Purpose : To demonstrate the feasibility to perform and optimize a time‐resolved proton range telescope (TRRT) in localization of moving lung tumors and quantification of proton range variations. Method : A TRRT is designed to detect transmission protons and provide a fluoroscopic image showing tumor location and range perturbations prior to or during treatment. MCNPX code with a particle‐tracking feature was used to simulate and evaluate the TRRT performance, especially in visualizing and quantifying the proton range variations during respiration.

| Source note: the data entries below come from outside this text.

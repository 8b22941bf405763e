//! Pattern definitions: the built-in library and the registry that layers
//! built-in, file-based and inline definitions.

pub mod builtin;
pub mod registry;

pub use builtin::BUILTIN_PATTERNS;
pub use registry::{PatternRegistry, PatternSource, DEFAULT_PATTERNS_GLOB};
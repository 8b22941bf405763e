//! Outcome of a single match attempt.

use serde_json::Value;
use std::time::Duration;

/// One named capture produced by a successful match.
#[derive(Debug, Clone, PartialEq)]
pub struct Capture {
    /// Target field name.
    pub field: String,
    /// Coerced value, or `None` if the group did not participate in the match.
    pub value: Option<Value>,
}

impl Capture {
    pub fn new(field: impl Into<String>, value: Option<Value>) -> Self {
        Self {
            field: field.into(),
            value,
        }
    }

    /// Whether the capture carries no usable text: the group did not
    /// participate, matched the empty string, or failed coercion.
    pub fn is_empty(&self) -> bool {
        match &self.value {
            None | Some(Value::Null) => true,
            Some(Value::String(s)) => s.is_empty(),
            Some(_) => false,
        }
    }
}

/// Terminal state of one bounded match attempt.
#[derive(Debug, Clone, PartialEq)]
pub enum MatchOutcome {
    /// The matcher matched; captures are in group order.
    Matched(Vec<Capture>),
    /// The matcher ran to completion without matching, or failed at runtime.
    NotMatched,
    /// The attempt overran its deadline after the given wall-clock time.
    TimedOut(Duration),
}

impl MatchOutcome {
    pub fn is_matched(&self) -> bool {
        matches!(self, MatchOutcome::Matched(_))
    }

    pub fn is_timed_out(&self) -> bool {
        matches!(self, MatchOutcome::TimedOut(_))
    }

    /// Captures of a successful match.
    pub fn captures(&self) -> Option<&[Capture]> {
        match self {
            MatchOutcome::Matched(captures) => Some(captures),
            _ => None,
        }
    }
}
//! Tokenization of `%{SYNTAX:SEMANTIC:TYPE}` references.

use regex::Regex;
use std::ops::Range;
use std::sync::OnceLock;

/// Marker that opens a pattern reference.
pub(crate) const REFERENCE_OPEN: &str = "%{";

/// One `%{...}` reference found in pattern text.
#[derive(Debug, Clone, PartialEq)]
pub(crate) struct Reference<'t> {
    /// Byte range of the whole `%{...}` token.
    pub span: Range<usize>,
    /// Registered pattern name.
    pub syntax: &'t str,
    /// Target field name.
    pub semantic: Option<&'t str>,
    /// Coercion suffix, validated by the compiler.
    pub coercion: Option<&'t str>,
    /// Inline body for `%{SYNTAX=REGEX}`.
    pub definition: Option<&'t str>,
}

fn reference_regex() -> &'static Regex {
    static REFERENCE: OnceLock<Regex> = OnceLock::new();
    REFERENCE.get_or_init(|| {
        Regex::new(concat!(
            r"%\{",
            r"(?P<syntax>[A-Za-z0-9_]+)",
            r"(?::(?P<semantic>[@\[\]A-Za-z0-9_.\-]+)(?::(?P<coercion>[A-Za-z0-9_]+))?)?",
            r"(?:=(?P<definition>(?:[^{}\\]|\\.)+))?",
            r"\}",
        ))
        .expect("reference regex is valid")
    })
}

/// Scan `text` left to right for references.
pub(crate) fn scan(text: &str) -> Vec<Reference<'_>> {
    reference_regex()
        .captures_iter(text)
        .filter_map(|caps| {
            let whole = caps.get(0)?;
            Some(Reference {
                span: whole.range(),
                syntax: caps.name("syntax")?.as_str(),
                semantic: caps.name("semantic").map(|m| m.as_str()),
                coercion: caps.name("coercion").map(|m| m.as_str()),
                definition: caps.name("definition").map(|m| m.as_str()),
            })
        })
        .collect()
}

/// Byte offset of the first `%{` that does not start a well-formed reference.
pub(crate) fn first_malformed(text: &str) -> Option<usize> {
    let spans: Vec<Range<usize>> = scan(text).into_iter().map(|r| r.span).collect();
    text.match_indices(REFERENCE_OPEN)
        .map(|(offset, _)| offset)
        .find(|offset| !spans.iter().any(|span| span.start == *offset))
}
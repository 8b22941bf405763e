//! Timeout-bounded match execution.
//!
//! A [`TimeoutEnforcer`] runs compiled matchers under a [`Deadline`]. With a
//! deadline set, the calling thread (the execution unit) registers itself in a
//! shared ledger, hands the match to its own executor thread and blocks on its
//! mailbox. A single monitor thread scans the ledger on a fixed cadence and
//! interrupts every unit whose deadline has passed, removing its entry in the
//! same critical section.
//!
//! An interrupted unit returns [`MatchOutcome::TimedOut`] immediately and
//! abandons its executor. The regex engine has no interruption hook, so the
//! abandoned evaluation keeps its CPU until it completes on its own; the
//! caller-observed bound is the deadline plus one monitor interval.
//!
//! An unbounded deadline bypasses the ledger and runs the match inline.
//!
//! # Examples
//!
//! ```rust
//! use grok_engine::{Deadline, MatchOutcome, PatternCompiler, PatternRegistry, TimeoutEnforcer};
//! use std::sync::Arc;
//! use std::time::Duration;
//!
//! let registry = PatternRegistry::with_builtins();
//! let matcher = Arc::new(PatternCompiler::new(&registry).compile("%{INT:n:int}")?);
//!
//! let enforcer = TimeoutEnforcer::new(Duration::from_millis(500))
//!     .with_monitor_interval(Duration::from_millis(10));
//! enforcer.start()?;
//!
//! let outcome = enforcer.run(&matcher, "code 42", &enforcer.deadline());
//! assert!(outcome.is_matched());
//! # Ok::<(), grok_engine::GrokError>(())
//! ```

pub mod deadline;
pub(crate) mod executor;
pub(crate) mod ledger;

pub use deadline::{Deadline, TimeoutScope};

use crate::error::{GrokError, Result};
use crate::matcher::{CompiledMatcher, MatchOutcome};
use executor::{Job, MatchExecutor};
use ledger::{JobResult, Ledger, Mailbox, Wake};
use std::cell::RefCell;
use std::panic::{catch_unwind, AssertUnwindSafe};
use std::sync::atomic::{AtomicU64, Ordering};
use std::sync::{Arc, Condvar, Mutex, MutexGuard, PoisonError};
use std::thread::{self, JoinHandle};
use std::time::{Duration, Instant};
use tracing::{debug, error, info, warn};

/// Default cadence of the monitor's ledger scan.
pub const DEFAULT_MONITOR_INTERVAL: Duration = Duration::from_millis(250);

/// Abandoned executor count from which every doubling is reported.
pub const ABANDONED_WARN_THRESHOLD: u64 = 8;

/// Per-thread execution unit state.
struct Unit {
    mailbox: Arc<Mailbox>,
    executor: Option<MatchExecutor>,
    next_job: u64,
}

thread_local! {
    static UNIT: RefCell<Option<Unit>> = const { RefCell::new(None) };
}

/// State shared with the monitor thread.
#[derive(Debug, Default)]
struct Shared {
    ledger: Ledger,
    running: Mutex<bool>,
    stop: Condvar,
    abandoned: AtomicU64,
}

impl Shared {
    fn running(&self) -> MutexGuard<'_, bool> {
        self.running.lock().unwrap_or_else(PoisonError::into_inner)
    }
}

/// Enforces deadlines on match attempts.
///
/// One enforcer (and one monitor thread) exists per engine. It is shared by
/// all worker threads; each worker thread is a separate execution unit.
#[derive(Debug)]
pub struct TimeoutEnforcer {
    timeout: Option<Duration>,
    monitor_interval: Duration,
    shared: Arc<Shared>,
    monitor: Mutex<Option<JoinHandle<()>>>,
}

impl TimeoutEnforcer {
    /// Create an enforcer with the given per-unit budget. A zero timeout
    /// disables enforcement.
    pub fn new(timeout: Duration) -> Self {
        Self {
            timeout: (!timeout.is_zero()).then_some(timeout),
            monitor_interval: DEFAULT_MONITOR_INTERVAL,
            shared: Arc::new(Shared::default()),
            monitor: Mutex::new(None),
        }
    }

    /// An enforcer that never bounds a match.
    pub fn disabled() -> Self {
        Self::new(Duration::ZERO)
    }

    /// Set the monitor scan cadence. Takes effect on the next [`start`](Self::start).
    pub fn with_monitor_interval(mut self, interval: Duration) -> Self {
        self.monitor_interval = interval.max(Duration::from_millis(1));
        self
    }

    pub fn timeout(&self) -> Option<Duration> {
        self.timeout
    }

    pub fn is_enabled(&self) -> bool {
        self.timeout.is_some()
    }

    pub fn monitor_interval(&self) -> Duration {
        self.monitor_interval
    }

    /// A fresh deadline one timeout from now.
    pub fn deadline(&self) -> Deadline {
        Deadline::after(self.timeout)
    }

    /// Start the monitor thread. Does nothing when enforcement is disabled or
    /// the monitor is already running.
    pub fn start(&self) -> Result<()> {
        let Some(timeout) = self.timeout else {
            return Ok(());
        };

        let mut monitor = self.monitor.lock().unwrap_or_else(PoisonError::into_inner);
        if monitor.is_some() {
            return Ok(());
        }

        *self.shared.running() = true;
        let shared = Arc::clone(&self.shared);
        let interval = self.monitor_interval;
        let handle = thread::Builder::new()
            .name("grok-timeout-monitor".to_string())
            .spawn(move || monitor_loop(&shared, interval))
            .map_err(|e| {
                *self.shared.running() = false;
                GrokError::ExecutorUnavailable(e.to_string())
            })?;
        *monitor = Some(handle);

        info!(
            timeout_ms = timeout.as_millis() as u64,
            interval_ms = interval.as_millis() as u64,
            "Grok timeout enforcer started"
        );
        Ok(())
    }

    /// Stop and join the monitor thread.
    pub fn stop(&self) {
        let handle = self
            .monitor
            .lock()
            .unwrap_or_else(PoisonError::into_inner)
            .take();
        let Some(handle) = handle else {
            return;
        };

        *self.shared.running() = false;
        self.shared.stop.notify_all();
        if handle.join().is_err() {
            error!("Grok timeout monitor thread panicked");
        }
        debug!("Grok timeout enforcer stopped");
    }

    pub fn is_running(&self) -> bool {
        *self.shared.running()
    }

    /// Number of units currently registered in the ledger.
    pub fn in_flight(&self) -> usize {
        self.shared.ledger.len()
    }

    /// Number of executors abandoned after an interrupt.
    pub fn abandoned_executions(&self) -> u64 {
        self.shared.abandoned.load(Ordering::Relaxed)
    }

    /// Run `matcher` against `text` under `deadline`.
    ///
    /// - An unbounded deadline, or a stopped monitor, runs the match inline.
    /// - An already expired deadline yields `TimedOut(0)` without running.
    /// - A runtime error in the regex engine is logged and yields `NotMatched`.
    pub fn run(&self, matcher: &Arc<CompiledMatcher>, text: &str, deadline: &Deadline) -> MatchOutcome {
        let Some(expires) = deadline.expires() else {
            return outcome(matcher, matcher.execute(text));
        };

        let started = Instant::now();
        if started >= expires {
            return MatchOutcome::TimedOut(Duration::ZERO);
        }

        if !self.is_running() {
            debug!(pattern = matcher.source(), "Grok timeout monitor not running, matching inline");
            return outcome(matcher, matcher.execute(text));
        }

        match self.run_bounded(matcher, text, expires) {
            Ok(Wake::Finished(result)) => outcome(matcher, result),
            Ok(Wake::Interrupted) => {
                let abandoned = self.shared.abandoned.fetch_add(1, Ordering::Relaxed) + 1;
                if should_report_abandoned(abandoned) {
                    warn!(
                        abandoned,
                        pattern = matcher.source(),
                        "Grok abandoned executors still hold threads until their matches finish"
                    );
                }
                MatchOutcome::TimedOut(started.elapsed())
            }
            Err(e) => {
                error!(pattern = matcher.source(), error = %e, "Grok match executor failed");
                MatchOutcome::NotMatched
            }
        }
    }

    fn run_bounded(&self, matcher: &Arc<CompiledMatcher>, text: &str, expires: Instant) -> Result<Wake> {
        let unit_id = thread::current().id();
        let ledger = &self.shared.ledger;

        let mailbox = UNIT.with(|cell| -> Result<Arc<Mailbox>> {
            let mut slot = cell.borrow_mut();
            let unit = slot.get_or_insert_with(|| Unit {
                mailbox: Arc::new(Mailbox::new()),
                executor: None,
                next_job: 0,
            });

            unit.next_job += 1;
            let job = unit.next_job;
            let mailbox = Arc::clone(&unit.mailbox);

            mailbox.clear_interrupt();
            mailbox.expect(job);

            let executor = match unit.executor.take() {
                Some(executor) => executor,
                None => MatchExecutor::spawn(executor_name())?,
            };

            ledger.register(unit_id, expires, Arc::clone(&mailbox));
            let submitted = executor.submit(Job {
                id: job,
                matcher: Arc::clone(matcher),
                text: text.to_string(),
                mailbox: Arc::clone(&mailbox),
            });
            if let Err(e) = submitted {
                if !ledger.deregister(unit_id) {
                    mailbox.clear_interrupt();
                }
                return Err(e);
            }

            unit.executor = Some(executor);
            Ok(mailbox)
        })?;

        let wake = mailbox.wait();
        if !ledger.deregister(unit_id) {
            mailbox.clear_interrupt();
        }

        if matches!(wake, Wake::Interrupted) {
            UNIT.with(|cell| {
                if let Some(unit) = cell.borrow_mut().as_mut() {
                    unit.executor = None;
                }
            });
        }
        Ok(wake)
    }
}

impl Drop for TimeoutEnforcer {
    fn drop(&mut self) {
        self.stop();
    }
}

fn executor_name() -> String {
    match thread::current().name() {
        Some(name) => format!("grok-exec-{name}"),
        None => "grok-exec".to_string(),
    }
}

/// True at the threshold and at every doubling past it.
fn should_report_abandoned(abandoned: u64) -> bool {
    abandoned >= ABANDONED_WARN_THRESHOLD && abandoned.is_power_of_two()
}

fn outcome(matcher: &CompiledMatcher, result: JobResult) -> MatchOutcome {
    match result {
        Ok(Some(captures)) => MatchOutcome::Matched(captures),
        Ok(None) => MatchOutcome::NotMatched,
        Err(e) => {
            warn!(pattern = matcher.source(), error = %e, "Grok regexp runtime error");
            MatchOutcome::NotMatched
        }
    }
}

fn monitor_loop(shared: &Shared, interval: Duration) {
    let mut running = shared.running();
    while *running {
        running = shared
            .stop
            .wait_timeout(running, interval)
            .unwrap_or_else(PoisonError::into_inner)
            .0;
        if !*running {
            break;
        }
        drop(running);

        match catch_unwind(AssertUnwindSafe(|| shared.ledger.expire(Instant::now()))) {
            Ok(0) => {}
            Ok(expired) => debug!(expired, "Grok timeout monitor interrupted matches"),
            Err(_) => error!("Grok timeout monitor scan failed"),
        }

        running = shared.running();
    }
}

#[cfg(test)]
mod tests {
    use super::*;
    use crate::compiler::PatternCompiler;
    use crate::patterns::PatternRegistry;

    fn matcher(pattern: &str) -> Arc<CompiledMatcher> {
        let registry = PatternRegistry::with_builtins();
        Arc::new(PatternCompiler::new(&registry).compile(pattern).unwrap())
    }

    fn enforcer(timeout_ms: u64) -> TimeoutEnforcer {
        let enforcer = TimeoutEnforcer::new(Duration::from_millis(timeout_ms))
            .with_monitor_interval(Duration::from_millis(10));
        enforcer.start().unwrap();
        enforcer
    }

    fn pathological() -> (Arc<CompiledMatcher>, String) {
        (matcher("(.*a){30}"), "a".repeat(70))
    }

    #[test]
    fn test_fast_match_under_deadline() {
        let enforcer = enforcer(1_000);
        let outcome = enforcer.run(&matcher("%{WORD:w}"), "hello", &enforcer.deadline());
        assert!(outcome.is_matched());
        assert_eq!(enforcer.in_flight(), 0);
    }

    #[test]
    fn test_pathological_match_times_out() {
        let enforcer = enforcer(100);
        let (matcher, text) = pathological();

        let started = Instant::now();
        let outcome = enforcer.run(&matcher, &text, &enforcer.deadline());
        assert!(outcome.is_timed_out(), "got {outcome:?}");
        assert!(started.elapsed() < Duration::from_secs(2));
        assert_eq!(enforcer.abandoned_executions(), 1);
        assert_eq!(enforcer.in_flight(), 0);
    }

    #[test]
    fn test_no_signal_leakage_after_timeout() {
        let enforcer = enforcer(50);
        let (slow, text) = pathological();
        assert!(enforcer.run(&slow, &text, &enforcer.deadline()).is_timed_out());

        let fast = matcher("%{INT:n}");
        for _ in 0..20 {
            let outcome = enforcer.run(&fast, "42", &enforcer.deadline());
            assert!(outcome.is_matched(), "got {outcome:?}");
            let outcome = enforcer.run(&fast, "none", &enforcer.deadline());
            assert_eq!(outcome, MatchOutcome::NotMatched);
        }
    }

    #[test]
    fn test_expired_deadline_skips_execution() {
        let enforcer = enforcer(50);
        let deadline = Deadline::starting_at(
            Instant::now() - Duration::from_millis(100),
            Some(Duration::from_millis(50)),
        );
        let outcome = enforcer.run(&matcher("%{WORD:w}"), "hello", &deadline);
        assert_eq!(outcome, MatchOutcome::TimedOut(Duration::ZERO));
    }

    #[test]
    fn test_disabled_enforcer_runs_inline() {
        let enforcer = TimeoutEnforcer::disabled();
        enforcer.start().unwrap();
        assert!(!enforcer.is_running());
        assert!(enforcer.deadline().is_unbounded());

        let outcome = enforcer.run(&matcher("%{WORD:w}"), "hello", &enforcer.deadline());
        assert!(outcome.is_matched());
        assert_eq!(enforcer.in_flight(), 0);
    }

    #[test]
    fn test_stop_joins_monitor() {
        let enforcer = TimeoutEnforcer::new(Duration::from_secs(1));
        enforcer.start().unwrap();
        assert!(enforcer.is_running());

        let started = Instant::now();
        enforcer.stop();
        assert!(!enforcer.is_running());
        assert!(started.elapsed() < DEFAULT_MONITOR_INTERVAL * 2);
    }

    #[test]
    fn test_abandoned_report_points() {
        let reported: Vec<u64> = (1..=100).filter(|n| should_report_abandoned(*n)).collect();
        assert_eq!(reported, vec![8, 16, 32, 64]);
    }
}
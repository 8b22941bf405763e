//! Error types for the grok engine crate.
//!
//! Errors fall into two families. Initialization errors (everything a
//! [`GrokEngine`](crate::GrokEngine) can hit while loading patterns and
//! compiling matchers) abort engine construction. Runtime errors are recovered
//! inside the matching loop and never escape a filter call.

use std::path::PathBuf;
use thiserror::Error;

pub type Result<T> = std::result::Result<T, GrokError>;

#[derive(Debug, Clone, PartialEq, Error)]
pub enum GrokError {
    /// A `%{NAME}` reference names a pattern that is neither registered nor
    /// defined inline.
    #[error("Unresolved pattern %{{{name}}} in '{pattern}'")]
    UnresolvedPattern { name: String, pattern: String },

    /// Expansion did not reach a fixed point within the pass bound.
    #[error("Cyclic pattern reference in '{pattern}' (no fixed point after {passes} passes)")]
    CyclicReference { pattern: String, passes: usize },

    /// A `%{NAME:semantic:type}` reference used a type other than `int`/`float`.
    #[error("Unknown coercion '{coercion}' for field '{semantic}'")]
    UnknownCoercion { coercion: String, semantic: String },

    /// The composed expression was rejected by the regex engine.
    #[error("Invalid regex pattern '{pattern}': {message}")]
    InvalidRegex { pattern: String, message: String },

    /// A `%{...}` reference could not be parsed.
    #[error("Invalid pattern reference: {0}")]
    InvalidReference(String),

    /// An explicitly configured pattern path does not exist.
    #[error("Grok pattern file does not exist: {}", .0.display())]
    PatternFileMissing(PathBuf),

    #[error("Invalid pattern file glob '{glob}': {message}")]
    InvalidGlob { glob: String, message: String },

    #[error("IO error: {0}")]
    Io(String),

    #[error("Configuration error: {0}")]
    Config(String),

    /// The regex engine failed while evaluating a matcher.
    #[error("Match runtime error: {0}")]
    MatchRuntime(String),

    /// A match executor thread could not be started or went away.
    #[error("Match executor unavailable: {0}")]
    ExecutorUnavailable(String),
}

impl GrokError {
    /// Whether this error belongs to the pattern compilation family.
    pub fn is_compile_error(&self) -> bool {
        matches!(
            self,
            GrokError::UnresolvedPattern { .. }
                | GrokError::CyclicReference { .. }
                | GrokError::UnknownCoercion { .. }
                | GrokError::InvalidRegex { .. }
                | GrokError::InvalidReference(_)
        )
    }
}

impl From<std::io::Error> for GrokError {
    fn from(err: std::io::Error) -> Self {
        GrokError::Io(err.to_string())
    }
}

impl From<serde_yaml::Error> for GrokError {
    fn from(err: serde_yaml::Error) -> Self {
        GrokError::Config(err.to_string())
    }
}

impl From<serde_json::Error> for GrokError {
    fn from(err: serde_json::Error) -> Self {
        GrokError::Config(err.to_string())
    }
}

#[cfg(test)]
mod tests {
    use super::*;
    use std::error::Error;

    #[test]
    fn test_unresolved_pattern_display() {
        let error = GrokError::UnresolvedPattern {
            name: "NOPE".to_string(),
            pattern: "%{NOPE:x}".to_string(),
        };
        assert_eq!(error.to_string(), "Unresolved pattern %{NOPE} in '%{NOPE:x}'");
        assert!(error.source().is_none());
    }

    #[test]
    fn test_pattern_file_missing_display() {
        let error = GrokError::PatternFileMissing(PathBuf::from("/nowhere/patterns"));
        assert_eq!(
            error.to_string(),
            "Grok pattern file does not exist: /nowhere/patterns"
        );
    }

    #[test]
    fn test_compile_error_family() {
        let compile_errors = vec![
            GrokError::UnresolvedPattern {
                name: "A".to_string(),
                pattern: "%{A}".to_string(),
            },
            GrokError::CyclicReference {
                pattern: "%{A}".to_string(),
                passes: 64,
            },
            GrokError::UnknownCoercion {
                coercion: "bool".to_string(),
                semantic: "flag".to_string(),
            },
            GrokError::InvalidRegex {
                pattern: "(".to_string(),
                message: "unbalanced".to_string(),
            },
            GrokError::InvalidReference("%{}".to_string()),
        ];
        for error in compile_errors {
            assert!(error.is_compile_error(), "{error:?}");
        }

        assert!(!GrokError::PatternFileMissing(PathBuf::from("x")).is_compile_error());
        assert!(!GrokError::MatchRuntime("boom".to_string()).is_compile_error());
        assert!(!GrokError::Io("denied".to_string()).is_compile_error());
    }

    #[test]
    fn test_from_io_error() {
        let io_error = std::io::Error::new(std::io::ErrorKind::PermissionDenied, "access denied");
        let grok_error: GrokError = io_error.into();

        match grok_error {
            GrokError::Io(msg) => assert!(msg.contains("access denied")),
            _ => panic!("Expected Io variant"),
        }
    }

    #[test]
    fn test_from_yaml_error() {
        let yaml_err = serde_yaml::from_str::<serde_yaml::Value>("invalid: yaml: content: [")
            .unwrap_err();
        let grok_error: GrokError = yaml_err.into();
        assert!(matches!(grok_error, GrokError::Config(_)));
    }

    #[test]
    fn test_error_clone_and_equality() {
        let error = GrokError::CyclicReference {
            pattern: "%{LOOP}".to_string(),
            passes: 64,
        };
        assert_eq!(error.clone(), error);
        assert_ne!(
            error,
            GrokError::CyclicReference {
                pattern: "%{LOOP}".to_string(),
                passes: 32,
            }
        );
    }
}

Monoenergetic protons, 235 MeV in a 15cm × 15cm field, were tracked one by one as they pass through position detectors, 4DCT phantom, and finally scintillators that measured position and residual energies. Mass density and elemental composition of tissues were defined from a set of 4DCT of a lung patient. Radiological pathlength in the patient was determined by an energy‐range algorithm. Effects of multiple Coulomb scattering on image quality were determined by comparison with a pure ray‐tracing algorithm in Aqualyzer. Results : Interesting water equivalent length (WEL) maps for 10 respiratory phases were obtained to form fluoroscopic sequences. Appropriate color‐map windowing was used to visualize and measure tumor trajectories. The tumor trajectory extracted from the proton fluoroscopic simulation agreed with ground‐truth established by 4DCT to about 1mm. WEL difference maps were reconstructed to quantify respiration‐induced range changes. The maximum proton range pullback for the tumor target was measured to be 2.29 cm. Rejection of wide angle scatter events was found to effectively sharpen the image. Clinical applications to track the tumor during proton therapy using the range telescope are discussed. Conclusion : The performance of a TRRT is systematically studied and demonstrated by Monte Carlo simulations. When parameters are optimized, localization of a 2cm tumor is possible with an accuracy of about 1mm. Technical requirements for an operational device are discussed, including GPU acceleration.